* [What you will do]:
In your answer, every line of the records should be written out exactly.

##############################

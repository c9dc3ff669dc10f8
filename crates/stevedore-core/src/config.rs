//! Engine configuration
//!
//! Stored in `~/.config/stevedore/config.yaml`. Every field has a default, so
//! a missing file is equivalent to an empty one. The configuration is resolved
//! once at startup (see [`Config::resolve`]) and then passed down explicitly.

use serde::{Deserialize, Serialize};
use std::path::{Path, PathBuf};
use std::time::Duration;

use crate::error::{CoreError, Result};

/// Image carrying the supervisord binary and assemble helpers
pub const DEFAULT_BOOTSTRAP_IMAGE: &str = "quay.io/openshiftdo/supervisord:0.8.0";

/// Environment variable overriding the bootstrap image
pub const BOOTSTRAP_IMAGE_ENV: &str = "STEVEDORE_BOOTSTRAPPER_IMAGE";

/// Engine configuration
#[derive(Debug, Clone, PartialEq, Eq, Serialize, Deserialize)]
#[serde(rename_all = "camelCase")]
pub struct Config {
    /// Image used by the supervisord init container
    #[serde(default = "default_bootstrap_image")]
    pub bootstrap_image: String,

    /// Deadlines of the watch-based waits
    #[serde(default)]
    pub timeouts: Timeouts,

    /// Retry policy for conflicting single-volume removals
    #[serde(default)]
    pub conflict_retry: RetryPolicy,
}

fn default_bootstrap_image() -> String {
    DEFAULT_BOOTSTRAP_IMAGE.to_string()
}

impl Default for Config {
    fn default() -> Self {
        Self {
            bootstrap_image: default_bootstrap_image(),
            timeouts: Timeouts::default(),
            conflict_retry: RetryPolicy::default(),
        }
    }
}

/// Deadlines for each kind of wait
#[derive(Debug, Clone, Copy, PartialEq, Eq, Serialize, Deserialize)]
#[serde(rename_all = "camelCase")]
pub struct Timeouts {
    #[serde(default = "default_rollout_timeout", with = "humantime_serde")]
    pub rollout: Duration,

    #[serde(default = "default_pod_timeout", with = "humantime_serde")]
    pub pod: Duration,

    #[serde(default = "default_build_timeout", with = "humantime_serde")]
    pub build: Duration,

    #[serde(default = "default_short_timeout", with = "humantime_serde")]
    pub secret: Duration,

    #[serde(default = "default_short_timeout", with = "humantime_serde")]
    pub project: Duration,
}

fn default_rollout_timeout() -> Duration {
    Duration::from_secs(5 * 60)
}

fn default_pod_timeout() -> Duration {
    Duration::from_secs(240)
}

fn default_build_timeout() -> Duration {
    Duration::from_secs(15 * 60)
}

fn default_short_timeout() -> Duration {
    Duration::from_secs(2 * 60)
}

impl Default for Timeouts {
    fn default() -> Self {
        Self {
            rollout: default_rollout_timeout(),
            pod: default_pod_timeout(),
            build: default_build_timeout(),
            secret: default_short_timeout(),
            project: default_short_timeout(),
        }
    }
}

/// Bounded retry with linear backoff
#[derive(Debug, Clone, Copy, PartialEq, Eq, Serialize, Deserialize)]
#[serde(rename_all = "camelCase")]
pub struct RetryPolicy {
    #[serde(default = "default_max_attempts")]
    pub max_attempts: u32,

    #[serde(default = "default_backoff", with = "humantime_serde")]
    pub backoff: Duration,
}

fn default_max_attempts() -> u32 {
    5
}

fn default_backoff() -> Duration {
    Duration::from_millis(10)
}

impl Default for RetryPolicy {
    fn default() -> Self {
        Self {
            max_attempts: default_max_attempts(),
            backoff: default_backoff(),
        }
    }
}

impl RetryPolicy {
    /// Delay before the given (1-based) retry attempt
    pub fn delay_for(&self, attempt: u32) -> Duration {
        self.backoff.saturating_mul(attempt)
    }
}

impl Config {
    /// Load from the default location, falling back to defaults
    pub fn load() -> Result<Self> {
        let path = Self::default_path()?;
        if path.exists() {
            Self::load_from(&path)
        } else {
            Ok(Self::default())
        }
    }

    /// Load from a specific path
    pub fn load_from(path: &Path) -> Result<Self> {
        let content = std::fs::read_to_string(path)?;
        Self::from_yaml(&content)
    }

    /// Parse from YAML
    pub fn from_yaml(content: &str) -> Result<Self> {
        if content.trim().is_empty() {
            return Ok(Self::default());
        }
        let config: Self = serde_yaml::from_str(content)?;
        config.validate()?;
        Ok(config)
    }

    /// Default configuration path
    pub fn default_path() -> Result<PathBuf> {
        let config_dir = dirs::config_dir().ok_or_else(|| CoreError::InvalidConfig {
            message: "Could not determine config directory".to_string(),
        })?;
        Ok(config_dir.join("stevedore").join("config.yaml"))
    }

    /// Load (from `path` or the default location) and apply environment overrides
    pub fn resolve(path: Option<&Path>) -> Result<Self> {
        let config = match path {
            Some(p) => Self::load_from(p)?,
            None => Self::load()?,
        };
        Ok(config.with_overrides(|key| std::env::var(key).ok()))
    }

    /// Apply overrides from a variable lookup
    pub fn with_overrides<F>(mut self, lookup: F) -> Self
    where
        F: Fn(&str) -> Option<String>,
    {
        if let Some(image) = lookup(BOOTSTRAP_IMAGE_ENV).filter(|v| !v.is_empty()) {
            tracing::debug!(image = %image, "bootstrap image overridden from environment");
            self.bootstrap_image = image;
        }
        self
    }

    fn validate(&self) -> Result<()> {
        if self.bootstrap_image.trim().is_empty() {
            return Err(CoreError::InvalidConfig {
                message: "bootstrapImage must not be blank".to_string(),
            });
        }
        if self.conflict_retry.max_attempts == 0 {
            return Err(CoreError::InvalidConfig {
                message: "conflictRetry.maxAttempts must be at least 1".to_string(),
            });
        }
        Ok(())
    }
}

#[cfg(test)]
mod tests {
    use super::*;
    use tempfile::TempDir;

    #[test]
    fn test_defaults() {
        let config = Config::default();
        assert_eq!(config.bootstrap_image, DEFAULT_BOOTSTRAP_IMAGE);
        assert_eq!(config.timeouts.rollout, Duration::from_secs(300));
        assert_eq!(config.timeouts.pod, Duration::from_secs(240));
        assert_eq!(config.conflict_retry.max_attempts, 5);
    }

    #[test]
    fn test_partial_yaml() {
        let config = Config::from_yaml(
            r#"
bootstrapImage: registry.local/supervisord:1.0
timeouts:
  rollout: 90s
conflictRetry:
  maxAttempts: 3
  backoff: 250ms
"#,
        )
        .unwrap();

        assert_eq!(config.bootstrap_image, "registry.local/supervisord:1.0");
        assert_eq!(config.timeouts.rollout, Duration::from_secs(90));
        assert_eq!(config.timeouts.pod, Duration::from_secs(240));
        assert_eq!(config.conflict_retry.backoff, Duration::from_millis(250));
        assert_eq!(config.conflict_retry.delay_for(2), Duration::from_millis(500));
    }

    #[test]
    fn test_empty_yaml_is_default() {
        assert_eq!(Config::from_yaml("  \n").unwrap(), Config::default());
    }

    #[test]
    fn test_validation() {
        assert!(Config::from_yaml("bootstrapImage: ''").is_err());
        assert!(Config::from_yaml("conflictRetry:\n  maxAttempts: 0").is_err());
    }

    #[test]
    fn test_env_override() {
        let config = Config::default().with_overrides(|key| {
            (key == BOOTSTRAP_IMAGE_ENV).then(|| "example/supervisord:dev".to_string())
        });
        assert_eq!(config.bootstrap_image, "example/supervisord:dev");

        let untouched = Config::default().with_overrides(|_| Some(String::new()));
        assert_eq!(untouched.bootstrap_image, DEFAULT_BOOTSTRAP_IMAGE);
    }

    #[test]
    fn test_load_from_file() {
        let dir = TempDir::new().unwrap();
        let path = dir.path().join("config.yaml");
        std::fs::write(&path, "timeouts:\n  build: 1h\n").unwrap();

        let config = Config::resolve(Some(&path)).unwrap();
        assert_eq!(config.timeouts.build, Duration::from_secs(3600));
    }
}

##############################

* [Solution]:
repository c9dc3ff669dc10f8
filename crates/stevedore-core/src/config.rs
//! Engine configuration
//!
//! Stored in `~/.config/stevedore/config.yaml`. Every field has a default, so
//! a missing file is equivalent to an empty one. The configuration is resolved
//! once at startup (see [`Config::resolve`]) and then passed down explicitly.

use serde::{Deserialize, Serialize};
use std::path::{Path, PathBuf};
use std::time::Duration;

use crate::error::{CoreError, Result};

/// Image carrying the supervisord binary and assemble helpers
pub const DEFAULT_BOOTSTRAP_IMAGE: &str = "quay.io/openshiftdo/supervisord:0.8.0";

/// Environment variable overriding the bootstrap image
pub const BOOTSTRAP_IMAGE_ENV: &str = "STEVEDORE_BOOTSTRAPPER_IMAGE";

/// Engine configuration
#[derive(Debug, Clone, PartialEq, Eq, Serialize, Deserialize)]
#[serde(rename_all = "camelCase")]
pub struct Config {
    /// Image used by the supervisord init container
    #[serde(default = "default_bootstrap_image")]
    pub bootstrap_image: String,

    /// Deadlines of the watch-based waits
    #[serde(default)]
    pub timeouts: Timeouts,

    /// Retry policy for conflicting single-volume removals
    #[serde(default)]
    pub conflict_retry: RetryPolicy,
}

fn default_bootstrap_image() -> String {
    DEFAULT_BOOTSTRAP_IMAGE.to_string()
}

impl Default for Config {
    fn default() -> Self {
        Self {
            bootstrap_image: default_bootstrap_image(),
            timeouts: Timeouts::default(),
            conflict_retry: RetryPolicy::default(),
        }
    }
}

/// Deadlines for each kind of wait
#[derive(Debug, Clone, Copy, PartialEq, Eq, Serialize, Deserialize)]
#[serde(rename_all = "camelCase")]
pub struct Timeouts {
    #[serde(default = "default_rollout_timeout", with = "humantime_serde")]
    pub rollout: Duration,

    #[serde(default = "default_pod_timeout", with = "humantime_serde")]
    pub pod: Duration,

    #[serde(default = "default_build_timeout", with = "humantime_serde")]
    pub build: Duration,

    #[serde(default = "default_short_timeout", with = "humantime_serde")]
    pub secret: Duration,

    #[serde(default = "default_short_timeout", with = "humantime_serde")]
    pub project: Duration,
}

fn default_rollout_timeout() -> Duration {
    Duration::from_secs(5 * 60)
}

fn default_pod_timeout() -> Duration {
    Duration::from_secs(240)
}

fn default_build_timeout() -> Duration {
    Duration::from_secs(15 * 60)
}

fn default_short_timeout() -> Duration {
    Duration::from_secs(2 * 60)
}

impl Default for Timeouts {
    fn default() -> Self {
        Self {
            rollout: default_rollout_timeout(),
            pod: default_pod_timeout(),
            build: default_build_timeout(),
            secret: default_short_timeout(),
            project: default_short_timeout(),
        }
    }
}

/// Bounded retry with linear backoff
#[derive(Debug, Clone, Copy, PartialEq, Eq, Serialize, Deserialize)]
#[serde(rename_all = "camelCase")]
pub struct RetryPolicy {
    #[serde(default = "default_max_attempts")]
    pub max_attempts: u32,

    #[serde(default = "default_backoff", with = "humantime_serde")]
    pub backoff: Duration,
}

fn default_max_attempts() -> u32 {
    5
}

fn default_backoff() -> Duration {
    Duration::from_millis(10)
}

impl Default for RetryPolicy {
    fn default() -> Self {
        Self {
            max_attempts: default_max_attempts(),
            backoff: default_backoff(),
        }
    }
}

impl RetryPolicy {
    /// Delay before the given (1-based) retry attempt
    pub fn delay_for(&self, attempt: u32) -> Duration {
        self.backoff.saturating_mul(attempt)
    }
}

impl Config {
    /// Load from the default location, falling back to defaults
    pub fn load() -> Result<Self> {
        let path = Self::default_path()?;
        if path.exists() {
            Self::load_from(&path)
        } else {
            Ok(Self::default())
        }
    }

    /// Load from a specific path
    pub fn load_from(path: &Path) -> Result<Self> {
        let content = std::fs::read_to_string(path)?;
        Self::from_yaml(&content)
    }

    /// Parse from YAML
    pub fn from_yaml(content: &str) -> Result<Self> {
        if content.trim().is_empty() {
            return Ok(Self::default());
        }
        let config: Self = serde_yaml::from_str(content)?;
        config.validate()?;
        Ok(config)
    }

    /// Default configuration path
    pub fn default_path() -> Result<PathBuf> {
        let config_dir = dirs::config_dir().ok_or_else(|| CoreError::InvalidConfig {
            message: "Could not determine config directory".to_string(),
        })?;
        Ok(config_dir.join("stevedore").join("config.yaml"))
    }

    /// Load (from `path` or the default location) and apply environment overrides
    pub fn resolve(path: Option<&Path>) -> Result<Self> {
        let config = match path {
            Some(p) => Self::load_from(p)?,
            None => Self::load()?,
        };
        Ok(config.with_overrides(|key| std::env::var(key).ok()))
    }

    /// Apply overrides from a variable lookup
    pub fn with_overrides<F>(mut self, lookup: F) -> Self
    where
        F: Fn(&str) -> Option<String>,
    {
        if let Some(image) = lookup(BOOTSTRAP_IMAGE_ENV).filter(|v| !v.is_empty()) {
            tracing::debug!(image = %image, "bootstrap image overridden from environment");
            self.bootstrap_image = image;
        }
        self
    }

    fn validate(&self) -> Result<()> {
        if self.bootstrap_image.trim().is_empty() {
            return Err(CoreError::InvalidConfig {
                message: "bootstrapImage must not be blank".to_string(),
            });
        }
        if self.conflict_retry.max_attempts == 0 {
            return Err(CoreError::InvalidConfig {
                message: "conflictRetry.maxAttempts must be at least 1".to_string(),
            });
        }
        Ok(())
    }
}

#[cfg(test)]
mod tests {
    use super::*;
    use tempfile::TempDir;

    #[test]
    fn test_defaults() {
        let config = Config::default();
        assert_eq!(config.bootstrap_image, DEFAULT_BOOTSTRAP_IMAGE);
        assert_eq!(config.timeouts.rollout, Duration::from_secs(300));
        assert_eq!(config.timeouts.pod, Duration::from_secs(240));
        assert_eq!(config.conflict_retry.max_attempts, 5);
    }

    #[test]
    fn test_partial_yaml() {
        let config = Config::from_yaml(
            r#"
bootstrapImage: registry.local/supervisord:1.0
timeouts:
  rollout: 90s
conflictRetry:
  maxAttempts: 3
  backoff: 250ms
"#,
        )
        .unwrap();

        assert_eq!(config.bootstrap_image, "registry.local/supervisord:1.0");
        assert_eq!(config.timeouts.rollout, Duration::from_secs(90));
        assert_eq!(config.timeouts.pod, Duration::from_secs(240));
        assert_eq!(config.conflict_retry.backoff, Duration::from_millis(250));
        assert_eq!(config.conflict_retry.delay_for(2), Duration::from_millis(500));
    }

    #[test]
    fn test_empty_yaml_is_default() {
        assert_eq!(Config::from_yaml("  \n").unwrap(), Config::default());
    }

    #[test]
    fn test_validation() {
        assert!(Config::from_yaml("bootstrapImage: ''").is_err());
        assert!(Config::from_yaml("conflictRetry:\n  maxAttempts: 0").is_err());
    }

    #[test]
    fn test_env_override() {
        let config = Config::default().with_overrides(|key| {
            (key == BOOTSTRAP_IMAGE_ENV).then(|| "example/supervisord:dev".to_string())
        });
        assert_eq!(config.bootstrap_image, "example/supervisord:dev");

        let untouched = Config::default().with_overrides(|_| Some(String::new()));
        assert_eq!(untouched.bootstrap_image, DEFAULT_BOOTSTRAP_IMAGE);
    }

    #[test]
    fn test_load_from_file() {
        let dir = TempDir::new().unwrap();
        let path = dir.path().join("config.yaml");
        std::fs::write(&path, "timeouts:\n  build: 1h\n").unwrap();

        let config = Config::resolve(Some(&path)).unwrap();
        assert_eq!(config.timeouts.build, Duration::from_secs(3600));
    }
}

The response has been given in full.